Lenny’s Podcast: Ivan Zhao (Notion CEO) on Lost Years, Staying Small, Building Horizontal, and the Joy & Suffering of Craft | Summary
Episode Theme:
A deep dive with Ivan Zhao, CEO and co-founder of Notion, exploring the philosophy, backstory, struggles, and triumphs behind building one of the world’s most beloved productivity tools. Topics covered include Notion’s “lost years,” the art and hardship of building a horizontal product, the importance of craft, leading a lean company, and Ivan’s high-level reflections on tools, values, and human potential.
Ivan Zhao’s Journey: Coding Roots and Creative Vision
[05:16–09:04]
-
Early Life and Education:
- Grew up in Urumqi (Xinjiang, China), a “small” city of 4 million, later moved to Beijing and then Canada.
- Got into programming by winning a contest to secure a spot in a prestigious Beijing school, inspired by a love for computer games.
- “I was really into computer games at the time, so of course I picked the programming one so I can play with computers all day long…” [05:40]
-
Creative Influences:
- Blended programming with an art education in Canada.
- Realized that many artists struggled to create with software, which inspired the idea for a tool enabling anyone to build software.
-
Philosophical Alignment:
- Profoundly influenced by Douglas Engelbart’s vision (“Augmenting Human Intellect”), Alan Kay, and Ted Nelson.
- “Augmenting Human Intellect—when I read that paper, it’s like, holy shit.
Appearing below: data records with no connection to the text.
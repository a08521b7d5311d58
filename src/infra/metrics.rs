// ============================================================
// Layer 6 — Metrics Logger
// ============================================================
// Appends every loss report of a training run to a CSV file.
//
//   epoch,batch,train_loss,test_loss
//   1,0,3.412000,3.398000
//   1,50,2.101000,2.187000
//   ...
//
// The header is written only when the file is new, so repeated
// runs into the same directory keep extending one log.

use anyhow::{Context, Result};
use std::{
    fs::{self, OpenOptions},
    io::Write,
    path::{Path, PathBuf},
};

use crate::ml::trainer::LossReport;

pub const METRICS_HEADER: &str = "epoch,batch,train_loss,test_loss";

pub struct MetricsLogger {
    csv_path: PathBuf,
}

impl MetricsLogger {
    pub fn new(dir: impl AsRef<Path>) -> Result<Self> {
        let dir = dir.as_ref();
        fs::create_dir_all(dir)?;

        let csv_path = dir.join("metrics.csv");
        if !csv_path.exists() {
            let mut f = fs::File::create(&csv_path)
                .with_context(|| format!("Cannot create '{}'", csv_path.display()))?;
            writeln!(f, "{METRICS_HEADER}")?;
            tracing::debug!("Created metrics CSV: '{}'", csv_path.display());
        }

        Ok(Self { csv_path })
    }

    pub fn log(&self, r: &LossReport) -> Result<()> {
        let mut f = OpenOptions::new()
            .append(true)
            .open(&self.csv_path)
            .with_context(|| format!("Cannot open '{}'", self.csv_path.display()))?;

        writeln!(f, "{},{},{:.6},{:.6}", r.epoch, r.batch, r.train_loss, r.test_loss)?;
        Ok(())
    }

    pub fn csv_path(&self) -> &Path {
        &self.csv_path
    }
}
// ============================================================
// Layer 5 — Global Gradient Norm Clipping
// ============================================================
// Burn's GradientClippingConfig::Norm clips each parameter tensor
// on its own. Here every gradient is scaled by one shared factor:
//
//   global_norm = sqrt(Σ_p ||g_p||²)
//   g_p        *= min(1, max_norm / global_norm)
//
// so the update direction is kept and the norm of the whole
// gradient vector is at most max_norm.
//
// Both passes walk the model with a ModuleVisitor and look the
// gradients up by ParamId, the way burn-optim's own converters do.

use std::marker::PhantomData;

use burn::{
    module::{AutodiffModule, ModuleVisitor, Param},
    optim::GradientsParams,
    prelude::*,
    tensor::backend::AutodiffBackend,
};

struct SquaredNorm<'a, B: AutodiffBackend> {
    grads: &'a GradientsParams,
    total: Option<Tensor<B::InnerBackend, 1>>,
}

impl<B: AutodiffBackend> ModuleVisitor<B> for SquaredNorm<'_, B> {
    fn visit_float<const D: usize>(&mut self, param: &Param<Tensor<B, D>>) {
        let Some(grad) = self.grads.get::<B::InnerBackend, D>(param.id) else {
            return;
        };
        let sq = grad.powf_scalar(2.0).sum();
        self.total = Some(match self.total.take() {
            Some(total) => total + sq,
            None        => sq,
        });
    }
}

struct Scale<'a, B: AutodiffBackend> {
    grads:   &'a mut GradientsParams,
    factor:  f64,
    _marker: PhantomData<B>,
}

impl<B: AutodiffBackend> ModuleVisitor<B> for Scale<'_, B> {
    fn visit_float<const D: usize>(&mut self, param: &Param<Tensor<B, D>>) {
        let Some(grad) = self.grads.remove::<B::InnerBackend, D>(param.id) else {
            return;
        };
        self.grads.register::<B::InnerBackend, D>(param.id, grad.mul_scalar(self.factor));
    }
}

/// L2 norm of all of `model`'s gradients taken together.
pub fn global_grad_norm<B, M>(model: &M, grads: &GradientsParams) -> f64
where
    B: AutodiffBackend,
    M: AutodiffModule<B>,
{
    let mut visitor = SquaredNorm::<B> { grads, total: None };
    model.visit(&mut visitor);
    visitor
        .total
        .map_or(0.0, |t| t.into_scalar().elem::<f64>())
        .sqrt()
}

/// Rescale `grads` so their global norm is at most `max_norm`.
/// Gradients already inside the bound are returned unchanged.
pub fn clip_global_norm<B, M>(model: &M, mut grads: GradientsParams, max_norm: f64) -> GradientsParams
where
    B: AutodiffBackend,
    M: AutodiffModule<B>,
{
    let norm = global_grad_norm::<B, M>(model, &grads);
    if !norm.is_finite() || norm <= max_norm {
        return grads;
    }

    let factor = max_norm / norm;
    tracing::debug!("Clipping gradients: global norm {:.3} → {:.3}", norm, max_norm);
    let mut scale = Scale::<B> { grads: &mut grads, factor, _marker: PhantomData };
    model.visit(&mut scale);
    grads
}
If you know how to code or design, this is the highest leverage thing you can do for other people.” [08:23]
The “Lost Years”: Notion’s Search for Product-Market Fit
[00:00, 11:33–18:27]
-
Initial Missteps:
- Notion started in 2013 with an initial “developer tool for everyone” approach—did not resonate with most people.
- “Most people… wake up, they have report due, they need to get their job done, they don’t care [about building custom software]…” [11:56]
-
Broccoli and Sugar Analogy:
- Decided to “hide the broccoli in the sugar”—offer a familiar productivity tool on the surface, embedding flexible, no-code “Lego” abilities under the hood.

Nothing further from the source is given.